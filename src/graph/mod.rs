//! Ingredient network built from filtered edge records
//!
//! Nodes are ingredient names indexed in order of first appearance;
//! edges are undirected and may repeat between the same pair.

pub mod network;

pub use network::{IngredientNetwork, NetworkEdge};
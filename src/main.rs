use anyhow::Context;
use clap::Parser;
use flavornet::{DashboardConfig, DataContext, HttpServer};
use std::path::PathBuf;
use tracing::info;

/// Serve the ingredient co-occurrence dashboard
#[derive(Parser)]
#[command(name = "flavornet", version, about = "Ingredient co-occurrence dashboard")]
struct Args {
    /// YAML configuration file
    #[arg(long, env = "FLAVORNET_CONFIG")]
    config: Option<PathBuf>,

    /// Edge table CSV
    #[arg(long, env = "FLAVORNET_EDGES")]
    edges: Option<PathBuf>,

    /// Per-cuisine occurrence CSV
    #[arg(long, env = "FLAVORNET_CUISINES")]
    cuisines: Option<PathBuf>,

    /// Per-country occurrence CSV
    #[arg(long, env = "FLAVORNET_REGIONS")]
    regions: Option<PathBuf>,

    /// Bind address
    #[arg(long)]
    address: Option<String>,

    /// Port
    #[arg(long, short)]
    port: Option<u16>,

    /// Rescale target maximum
    #[arg(long)]
    rescale_max: Option<f64>,
}

impl Args {
    fn into_config(self) -> anyhow::Result<DashboardConfig> {
        let mut config = match &self.config {
            Some(path) => DashboardConfig::from_file(path)
                .with_context(|| format!("loading {}", path.display()))?,
            None => DashboardConfig::default(),
        };

        if let Some(edges) = self.edges {
            config.data.edges = edges;
        }
        if self.cuisines.is_some() {
            config.data.cuisines = self.cuisines;
        }
        if self.regions.is_some() {
            config.data.regions = self.regions;
        }
        if let Some(address) = self.address {
            config.server.address = address;
        }
        if let Some(port) = self.port {
            config.server.port = port;
        }
        if let Some(k) = self.rescale_max {
            config.render.rescale_max = k;
        }

        config.render.validate()?;
        Ok(config)
    }
}

#[tokio::main]
async fn main() -> anyhow::Result<()> {
    // Initialize tracing
    tracing_subscriber::fmt::init();

    let config = Args::parse().into_config()?;

    info!("Flavornet v{}", flavornet::version());
    let ctx = DataContext::load(&config.data).context("loading dashboard data")?;

    let server = HttpServer::new(ctx, config.render, config.server);
    server.start().await?;

    Ok(())
}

**What to work on:** Find the word "occurrence" in the listing above, then copy each line where it turns up.

**Output for this task:**
/// Serve the ingredient co-occurrence dashboard
#[command(name = "flavornet", version, about = "Ingredient co-occurrence dashboard")]
    /// Per-cuisine occurrence CSV
    /// Per-country occurrence CSV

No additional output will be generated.